* Brief: Quote, with no changes, the lines that run from the top of the material to the line with "use std::process::Stdio;", both included.

* Materials provided:
//! Upload + streaming-analysis web server.
//!
//! `POST /upload` stores a CSV and returns an opaque `file_id`;
//! `GET /ws/analyze/{file_id}` runs the `leadflow` CLI as a subprocess,
//! streams its stdout/stderr lines over the socket, and finishes with a
//! structured `COMPLETED` message carrying the uploaded artifact's link.

use std::path::PathBuf;
use std::process::Stdio;
use std::sync::Arc;

use anyhow::Result;
use axum::extract::ws::{Message, WebSocket};
use axum::extract::{Multipart, Path, State, WebSocketUpgrade};
use axum::response::Response;
use axum::routing::{get, post};
use axum::{Json, Router};
use base64::Engine;
use futures::stream::{SplitSink, SplitStream};
use futures::{SinkExt, StreamExt};
use tokio::io::{AsyncBufReadExt, AsyncRead, BufReader};
use tokio::process::Command;
use tokio::sync::mpsc;
use tracing::{error, info, warn};
use tracing_subscriber::EnvFilter;

use docstore_client::DocstoreClient;
use leadflow_common::Config;

/// Store folder collecting every processed output table.
const PROCESSED_FOLDER: &str = "LeadFlow_Processed_Files";

type WsSender = SplitSink<WebSocket, Message>;
type WsReceiver = SplitStream<WebSocket>;

struct AppState {
    docs: DocstoreClient,
    uploads_dir: PathBuf,
    /// Path of the CLI binary spawned per analysis.
    cli_bin: String,
}

#[tokio::main]
async fn main() -> Result<()> {
    tracing_subscriber::fmt()
        .with_env_filter(EnvFilter::from_default_env().add_directive("leadflow=info".parse()?))
        .init();

    let config = Config::web_from_env();

    let uploads_dir = std::env::var("LEADFLOW_UPLOADS_DIR")
        .map(PathBuf::from)
        .unwrap_or_else(|_| PathBuf::from("uploads"));
    std::fs::create_dir_all(&uploads_dir)?;

    let state = Arc::new(AppState {
        docs: DocstoreClient::new(config.google_api_token.clone()),
        uploads_dir,
        cli_bin: std::env::var("LEADFLOW_BIN").unwrap_or_else(|_| "leadflow".to_string()),
    });

    let app = Router::new()
        .route("/upload", post(upload))
        .route("/ws/analyze/{file_id}", get(ws_analyze))
        .route("/health", get(|| async { Json(serde_json::json!({ "status": "ok" })) }))
        .with_state(state)
        .layer(
            tower_http::cors::CorsLayer::new()
                .allow_origin(tower_http::cors::Any)
                .allow_methods(tower_http::cors::Any)
                .allow_headers(tower_http::cors::Any),
        )
        .layer(tower_http::trace::TraceLayer::new_for_http());

    let addr = format!("{}:{}", config.web_host, config.web_port);
    info!("LeadFlow server starting on {addr}");

    let listener = tokio::net::TcpListener::bind(&addr).await?;
    axum::serve(listener, app).await?;
    Ok(())
}

/// Store an uploaded file and return an opaque id for later analysis.
async fn upload(
    State(state): State<Arc<AppState>>,
    mut multipart: Multipart,
) -> Json<serde_json::Value> {
    while let Ok(Some(field)) = multipart.next_field().await {
        let Some(file_name) = field.file_name().map(sanitize_file_name) else {
            continue;
        };
        let Ok(bytes) = field.bytes().await else {
            return error_json("Upload failed: could not read file body");
        };

        // Collision-free on-disk name; the original name is kept for display.
        let stored = format!("{}_{file_name}", uuid::Uuid::new_v4());
        let path = state.uploads_dir.join(stored);
        if let Err(e) = tokio::fs::write(&path, &bytes).await {
            return error_json(&format!("Upload failed: {e}"));
        }

        let file_id = base64::engine::general_purpose::URL_SAFE_NO_PAD
            .encode(path.to_string_lossy().as_bytes());
        return Json(serde_json::json!({
            "status": "success",
            "file_id": file_id,
            "filename": file_name,
        }));
    }
    error_json("No file provided")
}

fn error_json(message: &str) -> Json<serde_json::Value> {
    Json(serde_json::json!({ "status": "error", "detail": message }))
}

fn sanitize_file_name(name: &str) -> String {
    std::path::Path::new(name)
        .file_name()
        .map(|n| n.to_string_lossy().into_owned())
        .unwrap_or_else(|| "upload.csv".to_string())
}

async fn ws_analyze(
    ws: WebSocketUpgrade,
    Path(file_id): Path<String>,
    State(state): State<Arc<AppState>>,
) -> Response {
    ws.on_upgrade(move |socket| handle_analysis(socket, file_id, state))
}

async fn handle_analysis(socket: WebSocket, file_id: String, state: Arc<AppState>) {
    let (mut sender, mut receiver) = socket.split();

    let input_path = match decode_file_id(&file_id) {
        Some(path) if path.exists() => path,
        _ => {
            let _ = send_text(&mut sender, "Error: File not found or expired.").await;
            let _ = sender.close().await;
            return;
        }
    };

    if send_text(&mut sender, "Starting analysis process...").await.is_err() {
        return;
    }

    let outcome = stream_subprocess(&mut sender, &mut receiver, &state, &input_path).await;

    match outcome {
        Ok(Some(output_path)) => {
            let _ = send_text(&mut sender, "Analysis complete.").await;
            let _ = send_text(&mut sender, "Uploading processed file to Drive...").await;

            let file_name = output_path
                .file_name()
                .map(|n| n.to_string_lossy().into_owned())
                .unwrap_or_else(|| "processed.csv".to_string());
            match state
                .docs
                .upload_file(&output_path, &file_name, PROCESSED_FOLDER, true)
                .await
            {
                Ok(link) => {
                    let message = serde_json::json!({
                        "type": "COMPLETED",
                        "drive_link": link,
                        "filename": file_name,
                    });
                    let _ = send_text(&mut sender, &message.to_string()).await;
                }
                Err(e) => {
                    error!(error = %e, "Artifact upload failed");
                    let _ = send_text(&mut sender, "Error: Failed to upload to Drive.").await;
                }
            }
            remove_quietly(&output_path).await;
        }
        Ok(None) => {
            let _ = send_text(&mut sender, "Error: Processed file not found.").await;
        }
        Err(e) => {
            let _ = send_text(&mut sender, &format!("Error: {e}")).await;
        }
    }

    remove_quietly(&input_path).await;
    let _ = sender.close().await;
}

/// Run the CLI, forwarding its output lines to the socket. Returns the
/// produced output path on success, `None` when no marker was seen. A
/// client disconnect kills the subprocess.
async fn stream_subprocess(
    sender: &mut WsSender,
    receiver: &mut WsReceiver,
    state: &AppState,
    input_path: &std::path::Path,
) -> Result<Option<PathBuf>> {
    let mut child = Command::new(&state.cli_bin)
        .arg(input_path)
        .stdout(Stdio::piped())
        .stderr(Stdio::piped())
        .kill_on_drop(true)
        .spawn()
        .map_err(|e| anyhow::anyhow!("Failed to start analysis process: {e}"))?;

    let (tx, mut rx) = mpsc::channel::<String>(64);
    if let Some(stdout) = child.stdout.take() {
        tokio::spawn(forward_lines(stdout, tx.clone()));
    }
    if let Some(stderr) = child.stderr.take() {
        tokio::spawn(forward_lines(stderr, tx.clone()));
    }
    drop(tx);

    let mut output_path = None;
    loop {
        tokio::select! {
            line = rx.recv() => {
                match line {
                    Some(line) => {
                        if let Some(path) = line.strip_prefix("OUTPUT_FILE:") {
                            output_path = Some(PathBuf::from(path.trim()));
                        } else if !line.trim().is_empty()
                            && send_text(sender, &line).await.is_err()
                        {
                            info!("Client disconnected, terminating analysis");
                            let _ = child.kill().await;
                            anyhow::bail!("client disconnected");
                        }
                    }
                    None => break,
                }
            }
            msg = receiver.next() => {
                if matches!(msg, None | Some(Err(_)) | Some(Ok(Message::Close(_)))) {
                    info!("Client disconnected, terminating analysis");
                    let _ = child.kill().await;
                    anyhow::bail!("client disconnected");
                }
            }
        }
    }

    let status = child.wait().await?;
    if !status.success() {
        anyhow::bail!("Process exited with code {}", status.code().unwrap_or(-1));
    }
    Ok(output_path.filter(|p| p.exists()))
}

async fn forward_lines(stream: impl AsyncRead + Unpin, tx: mpsc::Sender<String>) {
    let mut lines = BufReader::new(stream).lines();
    while let Ok(Some(line)) = lines.next_line().await {
        if tx.send(line).await.is_err() {
            break;
        }
    }
}

fn decode_file_id(file_id: &str) -> Option<PathBuf> {
    let bytes = base64::engine::general_purpose::URL_SAFE_NO_PAD
        .decode(file_id)
        .ok()?;
    Some(PathBuf::from(String::from_utf8(bytes).ok()?))
}

async fn send_text(sender: &mut WsSender, text: &str) -> Result<()> {
    sender
        .send(Message::Text(text.to_string().into()))
        .await
        .map_err(|e| anyhow::anyhow!("socket send failed: {e}"))
}

async fn remove_quietly(path: &std::path::Path) {
    if let Err(e) = tokio::fs::remove_file(path).await {
        warn!(path = %path.display(), error = %e, "Cleanup failed");
    }
}

#[cfg(test)]
mod tests {
    use super::*;

    #[test]
    fn file_id_round_trips() {
        let path = "/tmp/uploads/abc_leads.csv";
        let id = base64::engine::general_purpose::URL_SAFE_NO_PAD.encode(path);
        assert_eq!(decode_file_id(&id), Some(PathBuf::from(path)));
        assert_eq!(decode_file_id("not base64!!"), None);
    }

    #[test]
    fn upload_names_are_sanitized() {
        assert_eq!(sanitize_file_name("../../etc/passwd"), "passwd");
        assert_eq!(sanitize_file_name("leads.csv"), "leads.csv");
    }
}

* Output for this task:
//! Upload + streaming-analysis web server.
//!
//! `POST /upload` stores a CSV and returns an opaque `file_id`;
//! `GET /ws/analyze/{file_id}` runs the `leadflow` CLI as a subprocess,
//! streams its stdout/stderr lines over the socket, and finishes with a
//! structured `COMPLETED` message carrying the uploaded artifact's link.

use std::path::PathBuf;
use std::process::Stdio;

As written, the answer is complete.